CRÔNICAS
DO VALE
2
– Caçadas do Vale
Não sei se atraio deveras os folgazões,
mas é a estes que falo, pois são os únicos a dar-me atenção. Os preguiçosos e
os beletristas são deveras meus amigos, pois já dizia Tomás de Aquino: “Amizade é desejar as mesmas coisas e aborrecer
as mesmas coisas”, desejamos o deleite das boas leituras e esquivamo-nos aos
serviços. Esta Crônica não contém palavras empoladas nem pomposas, mas se
gostas de estórias de caçada aqui estão algumas verídicas histórias que
aconteceram nessa maravilhosa terra chamada Vale
de Bênção.
Por ser um distante interior, o Vale de Bênção forjou experimentados
caçadores, os irmãos: Pierre,
autointitulado “o melhor caçador da região”; Padilha, o adestrador de cães e domador de feras brabas e serpentes
peçonhentas; e Bié, o temperante
bonachão. O irmão menor, Sarraceno,
demorou-se a imergir nas aventuras venatórias, devido a sua tenra idade e
atração intrínseca para desventuras, como no caso da bomba, episódio este que
deu origem ao seu famigerado epíteto de homem-bomba,
mas quando já estava maiorzinho, Dona
Mônica permitiu-lhe que se aventurasse à arte cinegética, sempre à sombra
dos irmãos mais velhos.
Diversas vezes saiu Pierre para caçadas noturnas unicamente com seu fiel companheiro Spike, um facão amolado e uma
lanterninha, tendo por companheiras femininas a negra noite e o belo plenilúnio.

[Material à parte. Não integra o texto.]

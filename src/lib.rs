//! # Keyed Tables
//!
//! Two hash map engines behind one contract, [`KeyedContainer`]:
//!
//! - `ProbingMap`: open addressing with quadratic probing over a flat array of tagged slots
//! - `ChainingMap`: separate chaining over an array of append-ordered buckets
//!
//! Both hash keys through a caller-supplied [`BuildHasher`](std::hash::BuildHasher), grow
//! before they mutate, and enumerate through borrowing cursors that skip vacated slots and
//! empty buckets.
//!
//! ## Basic Usage
//!
//! ```rust
//! use keyed_tables::ProbingMap;
//!
//! let mut map = ProbingMap::new();
//!
//! map.insert("apple".to_string(), 1);
//! map.insert("banana".to_string(), 2);
//! assert_eq!(map.get("apple"), Some(&1));
//!
//! // Inserting an existing key overwrites in place
//! assert_eq!(map.insert("apple".to_string(), 10), Some(1));
//! assert_eq!(map.len(), 2);
//!
//! assert_eq!(map.remove("apple"), Some(10));
//! assert!(map.find("apple") == map.end());
//! ```
//!
//! ## Cursors
//!
//! ```rust
//! use keyed_tables::{BuildIdentityHasher, ChainingMap};
//!
//! let mut map = ChainingMap::with_hasher(BuildIdentityHasher);
//! map.insert(0, "zero");
//! map.insert(2, "two");
//!
//! let mut cursor = map.begin();
//! assert_eq!(cursor.entry(), Some((&0, &"zero")));
//! cursor.advance();
//! assert_eq!(cursor.entry(), Some((&2, &"two")));
//! cursor.advance();
//! assert!(cursor == map.end());
//! ```

use std::hash::{BuildHasherDefault, DefaultHasher};

/// Module implementing separate chaining over append-ordered buckets
pub mod chaining_map;
/// Module implementing a hasher that maps integers to themselves
mod identity_hasher;
/// Module defining the contract both maps implement
mod keyed;
/// Module implementing open addressing with quadratic probing
pub mod probing_map;
/// Utility functions and traits for the maps
mod utils;

pub use chaining_map::ChainingMap;
pub use identity_hasher::{BuildIdentityHasher, IdentityHasher};
pub use keyed::KeyedContainer;
pub use probing_map::ProbingMap;
pub use utils::{ContainerExtensions, collect_into};

/// Hasher used when the caller does not supply one. Deterministic across runs.
pub type DefaultHashBuilder = BuildHasherDefault<DefaultHasher>;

Presenciou ele muitos episódios fantásticos encerrados nas misteriosas noites da
floresta. Certa vez quando inquirido acerca de arranhões e rasgões em sua
roupa, contou-nos ele acerca da épica batalha que travou com um lobisomem no
meio da mata, fato este presenciado apenas pelo cachorro Spike, única e muda testemunha. Poucos, de início, davam crédito a
essas quiméricas estórias, mas o grande e orate filósofo Cacheado, com sua imensa sabedoria mergulhada em doses maciças de
insanidade, para defender a honra do amigo, defende o fenômeno da Licantropia como verídico e cita o grande filósofo e místico René Guénon que comprova a existência de
lobisomens: são estes homens dotados de habilidades lupinas, como audição e
olfato apurados e força física sobre-humana. Nunca atestaremos, com certeza apodítica,
a veracidade das aventuras de Pierre,
resta-nos apenas crer em seus mirabolantes relatos.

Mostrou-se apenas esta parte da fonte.